For the sake of brevity, I chose to cite the wonderful synopsis written by Andrew B. Stone for the MNopedia tool of the Minnesota Historical Society below. The productivity, innovation, and advancements made by Lillehei and his expert colleagues, friends and collaborators at the University of Minnesota is so staggering that I would be remiss to provide an inaccurate source. Enjoy!

Chronology
“1942
Lillehei graduates from the University of Minnesota Medical School and joins the army as a surgeon in a mobile army surgical hospital (MASH) unit.
1945
Lillehei returns to University of Minnesota Medical School as a surgical resident under the supervision of Dr. Owen Wangensteen, chairman of the Department of Surgery.
1951
Lillehei finishes his Ph.D. in surgery and becomes a professor of surgery at the University of Minnesota.
1952
On September 2, Lillehei assists his friend and colleague Dr. John Lewis in performing the world’s first successful open-heart surgery.
1953
Dr. John Gibbon performs a successful open-heart surgery in Philadelphia using an artificial heart-lung machine, but these machines are difficult to use and open-heart surgery remains very dangerous. Several surgeons abandon plans for future operations.
1953
Lillehei and his research assistant, Morley Cohen, seize on the idea of using cross-circulation to perform open-heart surgery, and begin experimenting with dogs in their lab.
1954
On March 26, Lillehei performs the world’s first successful open-heart surgery using cross-circulation on thirteen-month-old Gregory Glidden. Glidden dies eleven days later, but an autopsy confirms that his heart defect had been successfully repaired.
1954
Lillehei performs two more successful open-heart surgeries. He announces these successes at a press conference and becomes world-famous.
1955
In collaboration with Dr. Richard DeWall, Lillehei helps to develop a simpler heart-lung machine and oxygen bubbler, making open-heart surgery safer.
1955
On December 9, Lillehei performs his 100th open-heart surgery, but the patient dies after surgery due to heart block.
1957
Lillehei asks Earl Bakken, an electrician at the University of Minnesota, to create a portable, battery-powered device to cure heart block by regulating heartbeat using electricity. (Author’s note: Bakken went on to found the Minnesota-based company Medtronic; a world innovator in pacemakers and medical technology.) ****
1958
On April 14, Lillehei successfully implants the world’s first portable pacemaker into a patient with heart block, saving the patient’s life.” ***

In the end, we may gain the greatest insights into this event and Dr. Lillehei through an interview with his son. Dr. Craig Lillehei, a pediatric surgeon at Boston children’s hospital, said the following about his father ca. 2014.

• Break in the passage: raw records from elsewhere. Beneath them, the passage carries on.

use std::sync::Arc;

use async_trait::async_trait;
use chrono::Utc;
use tokio::sync::Mutex;
use tracing::{debug, info, warn};

use crate::entities::{AuthStatus, Credential};
use crate::error::{Error, TokenError};
use crate::ports::{AccessTokenSource, Authorizer, OAuthProvider, TokenStore};

/// Owns the lifecycle of the saved credential:
/// - Interactive authorization and first persist
/// - Expiry checks with refresh and write-back
/// - Logout and status reporting
///
/// Refreshes are serialized, so concurrent callers holding an expired
/// credential trigger a single refresh.
pub struct CredentialManager<S, P>
where
    S: TokenStore,
    P: OAuthProvider,
{
    store: Arc<S>,
    provider: Arc<P>,
    current: Mutex<Option<Credential>>,
}

impl<S, P> CredentialManager<S, P>
where
    S: TokenStore,
    P: OAuthProvider,
{
    pub fn new(store: Arc<S>, provider: Arc<P>) -> Self {
        Self {
            store,
            provider,
            current: Mutex::new(None),
        }
    }

    /// Run the interactive flow, exchange the code, and save the result.
    pub async fn authorize<A>(&self, authorizer: &A) -> Result<Credential, Error>
    where
        A: Authorizer + ?Sized,
    {
        let code = authorizer.authorize().await?;
        let grant = self.provider.exchange_code(&code).await?;
        let credential = Credential::from_grant(grant, Utc::now());

        if !credential.can_refresh() {
            warn!("provider issued no refresh token; re-login will be needed after expiry");
        }

        self.persist(&credential).await?;
        info!(expiry = %credential.expiry, "authorization complete");
        Ok(credential)
    }

    pub async fn load(&self) -> Result<Credential, Error> {
        let credential = self.store.load().await?;
        *self.current.lock().await = Some(credential.clone());
        Ok(credential)
    }

    /// Return a non-expired credential, refreshing and saving it when needed.
    pub async fn ensure_valid(&self) -> Result<Credential, Error> {
        let mut current = self.current.lock().await;

        let credential = match current.take() {
            Some(credential) => credential,
            None => self.store.load().await?,
        };

        if !credential.is_expired() {
            *current = Some(credential.clone());
            return Ok(credential);
        }

        if !credential.can_refresh() {
            return Err(TokenError::ExpiredNoRefresh.into());
        }

        debug!(expiry = %credential.expiry, "access token expired, refreshing");
        match self.provider.refresh(&credential).await {
            Ok(grant) => {
                let refreshed = credential.refreshed(grant, Utc::now());
                self.store.persist(&refreshed).await?;
                info!(expiry = %refreshed.expiry, "access token refreshed");
                *current = Some(refreshed.clone());
                Ok(refreshed)
            }
            Err(Error::Token(TokenError::RefreshFailed(reason))) => {
                warn!(%reason, "refresh token rejected, removing saved credential");
                if let Err(e) = self.store.delete().await {
                    warn!(error = %e, "failed to remove rejected credential");
                }
                Err(TokenError::RefreshFailed(reason).into())
            }
            Err(Error::Network(reason)) => {
                warn!(%reason, "refresh failed in transit, keeping saved credential");
                *current = Some(credential);
                Err(Error::Network(reason))
            }
            Err(e) => Err(e),
        }
    }

    pub async fn persist(&self, credential: &Credential) -> Result<(), Error> {
        self.store.persist(credential).await?;
        *self.current.lock().await = Some(credential.clone());
        Ok(())
    }

    pub async fn logout(&self) -> Result<(), Error> {
        let mut current = self.current.lock().await;
        self.store.delete().await?;
        *current = None;
        info!("saved credential removed");
        Ok(())
    }

    /// Describe the saved credential without refreshing it.
    pub async fn status(&self) -> Result<AuthStatus, Error> {
        let credential = match self.store.load().await {
            Ok(credential) => credential,
            Err(Error::Token(TokenError::NotFound)) => return Ok(AuthStatus::NotLoggedIn),
            Err(Error::Token(TokenError::Corrupt(reason))) => {
                return Ok(AuthStatus::Corrupt(reason))
            }
            Err(e) => return Err(e),
        };

        let expiry = credential.expiry;
        Ok(if !credential.is_expired() {
            AuthStatus::Valid { expiry }
        } else if credential.can_refresh() {
            AuthStatus::ExpiredRefreshable { expiry }
        } else {
            AuthStatus::Expired { expiry }
        })
    }
}

#[async_trait]
impl<S, P> AccessTokenSource for CredentialManager<S, P>
where
    S: TokenStore,
    P: OAuthProvider,
{
    async fn access_token(&self) -> Result<String, Error> {
        self.ensure_valid().await.map(|c| c.access_token)
    }
}
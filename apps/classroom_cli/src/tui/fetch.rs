use std::sync::Arc;

use classroom_core::entities::ResourceKind;
use classroom_core::ports::ClassroomApi;
use classroom_core::use_cases::{active_courses, published_by_due_date, GradeReport};
use classroom_core::Error;
use tokio::sync::mpsc;
use tokio::task::JoinHandle;
use tracing::debug;

use super::state::{Event, FetchRequest, FetchTarget, Items};

pub async fn load(api: Arc<dyn ClassroomApi>, target: &FetchTarget) -> Result<Items, Error> {
    let (kind, course) = match target {
        FetchTarget::CoursePicker { .. } => {
            return Ok(Items::Courses(active_courses(api.list_courses().await?)))
        }
        FetchTarget::Resource { kind, course } => (*kind, course.as_ref()),
    };

    match (kind, course) {
        (ResourceKind::Courses, _) => Ok(Items::Courses(active_courses(api.list_courses().await?))),
        (ResourceKind::Coursework, Some(course)) => Ok(Items::Coursework(published_by_due_date(
            api.list_course_work(&course.id).await?,
        ))),
        (ResourceKind::Grades, Some(course)) => Ok(Items::Grades(
            GradeReport::new(api.clone()).execute(&course.id).await?,
        )),
        (ResourceKind::Announcements, Some(course)) => Ok(Items::Announcements(
            api.list_announcements(&course.id).await?,
        )),
        (kind, None) => Err(Error::Other(format!("{} needs a selected class", kind))),
    }
}

/// Run `request` in the background and report the outcome on `tx`.
///
/// Aborting the returned handle drops the in-flight HTTP call.
pub fn spawn_fetch(
    api: Arc<dyn ClassroomApi>,
    request: FetchRequest,
    tx: mpsc::UnboundedSender<Event>,
) -> JoinHandle<()> {
    tokio::spawn(async move {
        let event = match load(api, &request.target).await {
            Ok(items) => Event::FetchCompleted {
                id: request.id,
                items,
            },
            Err(error) => Event::FetchFailed {
                id: request.id,
                error,
            },
        };
        if tx.send(event).is_err() {
            debug!(id = request.id, "UI closed before fetch finished");
        }
    })
}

“The striking thing about him is that he wasn’t afraid of new ideas. And even sometimes crazy ideas. That he would fully consider them and work through it and see, that sometimes doing some experimentation and whatnot, to find out whether they made sense or not. I think that was number one. I think that number two is that he, sort of, knew the big goals and relentlessly pursued those.” *

Shall we begin our supplications by remembering the ancient nature of surgery? Egypt provided the human race with the first written accounts of human surgeries ca. 17th B.C., so all medical research is standing on the shoulders of at least about 3700 years of similar trial and error. We gratefully recount this foundation that provided the basis for modern scientific surgery, Lord! *

We follow that gratitude with a second praise; that You made Dr. Lillehei eternally curious! This man, whose formal education won him five degrees, remained open to new information, and scientifically embraced failures. Perhaps this is why he so consistently entertained solving “impossible” challenges?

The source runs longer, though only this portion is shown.